Per me di esempi ce ne sono a decine. Le ho sentite raccontare o le ho lette. I colpi di mano, quelle cose per le quali altri sono diventati miliardari, probabilmente, si potevano, si possono, si potranno anche realizzare altre cose. Certo, anche questo è abbastanza strano. Parlare di telematica lì è vietato. Allora io sono lontano da voi da molti anni. Mi pareva era vietato non parlare di telematica. Naturalmente dissi che non si fanno i corsi, ma è un'altra cosa. Io vorrei ricordarvi che noi ci siamo lasciati, essendoci impegnati tra di noi, a farci il "mazzo politico" come organizzazione e come persone, sull'organizzazione dei disegni di legge, e della strategia, della settimana, dopo un mese. Il 17 marzo ancora, quindi non è che fossi in una situazione brillante di salute. Che cosa è successo? Per colpa di chi? No, io vorrei almeno per una volta che ci vedessimo per festeggiare una cosa, e per dire per merito di chi. Questa ossessione che è divenuta piagnona, anche disperata, per cui non aleggia nessuna
speranza, accanimento, disperazione, non è ecco il mio modo di vedere le cose, e non è il mio modo di vivere almeno nelle condizioni nelle quali ognuno di noi è vivo in questi tempi.
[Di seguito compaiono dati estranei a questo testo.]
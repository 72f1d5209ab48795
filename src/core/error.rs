//! 黑板存储的错误类型
//!
//! 结构性错误（NotFound / PathEscape / Shape / LockHeld）同步返回给调用方，且保证不写入半成品状态；
//! Corrupt 只在加载时出现，属于致命错误，调用方应直接终止本次 run。

use std::path::PathBuf;

use thiserror::Error;

/// StateStore 所有操作可能返回的错误
#[derive(Error, Debug)]
pub enum StoreError {
    /// 未知的子任务 / 依赖 id
    #[error("Not found: {0}")]
    NotFound(String),

    /// 产物路径规范化后落在输出根目录之外（含 `..`、绝对路径、符号链接逃逸）
    #[error("Path escape attempt: {0}")]
    PathEscape(String),

    /// 产物路径不以输出前缀（如 `out/`）开头
    #[error("Invalid artifact path shape: {0}")]
    Shape(String),

    #[error("Lock held: {key} is owned by {owner}")]
    LockHeld { key: String, owner: String },

    /// 持久化记录无法解析，不能在未知状态上继续
    #[error("Corrupt store record {path}: {reason}")]
    Corrupt { path: PathBuf, reason: String },

    #[error("I/O error: {0}")]
    Io(#[from] std::io::Error),

    #[error("Serialize error: {0}")]
    Serialize(#[from] serde_json::Error),
}

impl StoreError {
    /// 结构性错误：调用方可以捕获后继续运行
    pub fn is_structural(&self) -> bool {
        matches!(
            self,
            StoreError::NotFound(_)
                | StoreError::PathEscape(_)
                | StoreError::Shape(_)
                | StoreError::LockHeld { .. }
        )
    }
}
Siamo a fine luglio, non ho neppure ripetuto un minuto a cose pratiche, non lo sapete probabilmente che in questi tre mesi i compagni e le compagne della mia vita, insomma quelli che mi conoscono, mi hanno visto chi una volta, chi due volte, salvo per una o due eccezioni, ma non proprio diciamo pieni compagni di partito, e ho ottenuto mantenere questa situazione di impeacement, sono stato impedito, e di questo impedimento mi sono preso la piena responsabilità e lo ho anche assecondato, non ho mai ascoltato Radio Radicale, solo da pochi giorni seguo un po' i giornali, ma a me basta per il momento sapere che radio Radicale è viva, e diretta da Massimo, come ha saputo mantenerla politicamente ed editorialmente, diciamo in quest'ultimo anno, in quest'ultimo semestre, con una crescita politica straordinaria, poi se le crescite politiche creano solitudine, si tratta di capire che non è la crescita politica che è sbagliata, si tratta di capire i motivi per i quali della gente non sopporta la crescita politica. Anch
e quest'eventualità è da prendere in considerazione. Ed è indubbio che la lettura dei quotidiani, che gli editoriali, che tutte queste cose di Massimo, ed altre che potremmo fare il lungo rosario del Massimo impossibile da sopportare, è in dubbio che per quel che mi riguarda è stata una delle cose che meglio mi ha consentito la gravità, o meglio l'irreparabilità, l'insuperabilità del no essere lì con voi. Poi il dopo si vedrà.
Volevo chiedere una cosa. Paolo se sei d'accordo. Possiamo dare due minuti, se dei compagni hanno delle domande telegrafiche da fare, quasi informative. Allora diciamo che dai la parola a chi segue, chi è per i primi dieci minuti dell'intervento successivo, si possono mandare, facciamole scritte.